(Data under study Opens)

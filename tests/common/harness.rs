//! Test mount harness for FUSE integration tests.
//!
//! Spawns a real kernel FUSE mount backed by the in-memory [`MemBackend`]
//! reference backend, so tests exercise the connector end to end through
//! actual `open(2)`/`read(2)`/`rename(2)` syscalls rather than calling the
//! `Filesystem` trait directly.

#![allow(dead_code)]

use fuser::{BackgroundSession, MountOption};
use pathfs_connector::testing::MemBackend;
use pathfs_connector::{Config, Connector};
use std::fs;
use std::os::unix::fs::MetadataExt;
use std::path::{Path, PathBuf};
use std::sync::Arc;
use std::thread;
use std::time::{Duration, Instant};
use tempfile::TempDir;

const MOUNT_READY_TIMEOUT: Duration = Duration::from_secs(5);
const MOUNT_CHECK_INTERVAL: Duration = Duration::from_millis(50);

/// A connector mounted at a temporary mountpoint, backed by an in-memory
/// filesystem. Unmounts on drop.
pub struct TestMount {
    _session: BackgroundSession,
    mount_path: PathBuf,
    _temp_mount: TempDir,
}

impl TestMount {
    /// Mounts a fresh connector with default cache timeouts over an empty
    /// in-memory backend.
    pub fn new() -> Result<Self, String> {
        Self::with_config(Config::default())
    }

    pub fn with_config(config: Config) -> Result<Self, String> {
        Self::with_config_and_submount(config, None)
    }

    /// Like [`Self::with_config`], but additionally grafts a second
    /// in-memory backend under `submount_path` (a single path component
    /// directly below the root) before the kernel ever sees the mount, so
    /// tests can exercise cross-mount behavior without racing a real
    /// `Lookup` against the admin `mount` call.
    pub fn with_submount(submount_path: &str) -> Result<(Self, Arc<MemBackend>), String> {
        let sub_backend = MemBackend::new();
        let backend_handle: Arc<dyn pathfs_connector::Backend> = sub_backend.clone();
        let mount = Self::with_config_and_submount(
            Config::default(),
            Some((submount_path, backend_handle)),
        )?;
        Ok((mount, sub_backend))
    }

    fn with_config_and_submount(
        config: Config,
        submount: Option<(&str, Arc<dyn pathfs_connector::Backend>)>,
    ) -> Result<Self, String> {
        let temp_mount = TempDir::new().map_err(|e| format!("failed to create temp dir: {e}"))?;
        let mount_path = temp_mount.path().join("mnt");
        fs::create_dir(&mount_path).map_err(|e| format!("failed to create mount point: {e}"))?;

        let connector = Connector::new(MemBackend::new(), config);
        if let Some((path, backend)) = submount {
            let name = path.trim_start_matches('/');
            connector
                .inodes()
                .lookup_or_create(pathfs_connector::ROOT_ID, name, pathfs_connector::EntryKind::Directory);
            connector
                .mount(path, backend)
                .map_err(|e| format!("failed to pre-mount {path}: {e:?}"))?;
        }

        let options = vec![
            MountOption::FSName("pathfs-test".to_string()),
            MountOption::AutoUnmount,
        ];
        let session = fuser::spawn_mount2(connector, &mount_path, &options)
            .map_err(|e| format!("failed to mount: {e}"))?;

        Self::wait_for_mount(&mount_path)?;

        Ok(Self {
            _session: session,
            mount_path,
            _temp_mount: temp_mount,
        })
    }

    fn wait_for_mount(mount_path: &Path) -> Result<(), String> {
        let parent_dev = fs::metadata(mount_path.parent().ok_or("mount path has no parent")?)
            .map_err(|e| format!("failed to stat parent: {e}"))?
            .dev();

        let deadline = Instant::now() + MOUNT_READY_TIMEOUT;
        while Instant::now() < deadline {
            if let Ok(meta) = fs::metadata(mount_path) {
                if meta.dev() != parent_dev {
                    return Ok(());
                }
            }
            thread::sleep(MOUNT_CHECK_INTERVAL);
        }
        Err("mount did not become ready in time".to_string())
    }

    pub fn path(&self, relative: &str) -> PathBuf {
        self.mount_path.join(relative.trim_start_matches('/'))
    }
}

/// Whether this system has a usable FUSE device.
pub fn fuse_available() -> bool {
    #[cfg(target_os = "linux")]
    {
        Path::new("/dev/fuse").exists()
    }
    #[cfg(not(target_os = "linux"))]
    {
        false
    }
}

/// Skip the current test if FUSE isn't available on this machine.
#[macro_export]
macro_rules! skip_if_no_fuse {
    () => {
        if !$crate::common::harness::fuse_available() {
            eprintln!("skipping test: FUSE not available on this system");
            return;
        }
    };
}

/// Skip the current test if mounting fails (common in unprivileged CI).
#[macro_export]
macro_rules! require_mount {
    ($mount_result:expr) => {
        match $mount_result {
            Ok(m) => m,
            Err(e) => {
                eprintln!("skipping test: {e}");
                return;
            }
        }
    };
}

(Data under study Closes)

What to do
Word for word, set down all the lines above.

Answer for this exercise
filename tests/common/harness.rs
//! Test mount harness for FUSE integration tests.
//!
//! Spawns a real kernel FUSE mount backed by the in-memory [`MemBackend`]
//! reference backend, so tests exercise the connector end to end through
//! actual `open(2)`/`read(2)`/`rename(2)` syscalls rather than calling the
//! `Filesystem` trait directly.

#![allow(dead_code)]

use fuser::{BackgroundSession, MountOption};
use pathfs_connector::testing::MemBackend;
use pathfs_connector::{Config, Connector};
use std::fs;
use std::os::unix::fs::MetadataExt;
use std::path::{Path, PathBuf};
use std::sync::Arc;
use std::thread;
use std::time::{Duration, Instant};
use tempfile::TempDir;

const MOUNT_READY_TIMEOUT: Duration = Duration::from_secs(5);
const MOUNT_CHECK_INTERVAL: Duration = Duration::from_millis(50);

/// A connector mounted at a temporary mountpoint, backed by an in-memory
/// filesystem. Unmounts on drop.
pub struct TestMount {
    _session: BackgroundSession,
    mount_path: PathBuf,
    _temp_mount: TempDir,
}

impl TestMount {
    /// Mounts a fresh connector with default cache timeouts over an empty
    /// in-memory backend.
    pub fn new() -> Result<Self, String> {
        Self::with_config(Config::default())
    }

    pub fn with_config(config: Config) -> Result<Self, String> {
        Self::with_config_and_submount(config, None)
    }

    /// Like [`Self::with_config`], but additionally grafts a second
    /// in-memory backend under `submount_path` (a single path component
    /// directly below the root) before the kernel ever sees the mount, so
    /// tests can exercise cross-mount behavior without racing a real
    /// `Lookup` against the admin `mount` call.
    pub fn with_submount(submount_path: &str) -> Result<(Self, Arc<MemBackend>), String> {
        let sub_backend = MemBackend::new();
        let backend_handle: Arc<dyn pathfs_connector::Backend> = sub_backend.clone();
        let mount = Self::with_config_and_submount(
            Config::default(),
            Some((submount_path, backend_handle)),
        )?;
        Ok((mount, sub_backend))
    }

    fn with_config_and_submount(
        config: Config,
        submount: Option<(&str, Arc<dyn pathfs_connector::Backend>)>,
    ) -> Result<Self, String> {
        let temp_mount = TempDir::new().map_err(|e| format!("failed to create temp dir: {e}"))?;
        let mount_path = temp_mount.path().join("mnt");
        fs::create_dir(&mount_path).map_err(|e| format!("failed to create mount point: {e}"))?;

        let connector = Connector::new(MemBackend::new(), config);
        if let Some((path, backend)) = submount {
            let name = path.trim_start_matches('/');
            connector
                .inodes()
                .lookup_or_create(pathfs_connector::ROOT_ID, name, pathfs_connector::EntryKind::Directory);
            connector
                .mount(path, backend)
                .map_err(|e| format!("failed to pre-mount {path}: {e:?}"))?;
        }

        let options = vec![
            MountOption::FSName("pathfs-test".to_string()),
            MountOption::AutoUnmount,
        ];
        let session = fuser::spawn_mount2(connector, &mount_path, &options)
            .map_err(|e| format!("failed to mount: {e}"))?;

        Self::wait_for_mount(&mount_path)?;

        Ok(Self {
            _session: session,
            mount_path,
            _temp_mount: temp_mount,
        })
    }

    fn wait_for_mount(mount_path: &Path) -> Result<(), String> {
        let parent_dev = fs::metadata(mount_path.parent().ok_or("mount path has no parent")?)
            .map_err(|e| format!("failed to stat parent: {e}"))?
            .dev();

        let deadline = Instant::now() + MOUNT_READY_TIMEOUT;
        while Instant::now() < deadline {
            if let Ok(meta) = fs::metadata(mount_path) {
                if meta.dev() != parent_dev {
                    return Ok(());
                }
            }
            thread::sleep(MOUNT_CHECK_INTERVAL);
        }
        Err("mount did not become ready in time".to_string())
    }

    pub fn path(&self, relative: &str) -> PathBuf {
        self.mount_path.join(relative.trim_start_matches('/'))
    }
}

/// Whether this system has a usable FUSE device.
pub fn fuse_available() -> bool {
    #[cfg(target_os = "linux")]
    {
        Path::new("/dev/fuse").exists()
    }
    #[cfg(not(target_os = "linux"))]
    {
        false
    }
}

/// Skip the current test if FUSE isn't available on this machine.
#[macro_export]
macro_rules! skip_if_no_fuse {
    () => {
        if !$crate::common::harness::fuse_available() {
            eprintln!("skipping test: FUSE not available on this system");
            return;
        }
    };
}

/// Skip the current test if mounting fails (common in unprivileged CI).
#[macro_export]
macro_rules! require_mount {
    ($mount_result:expr) => {
        match $mount_result {
            Ok(m) => m,
            Err(e) => {
                eprintln!("skipping test: {e}");
                return;
            }
        }
    };
}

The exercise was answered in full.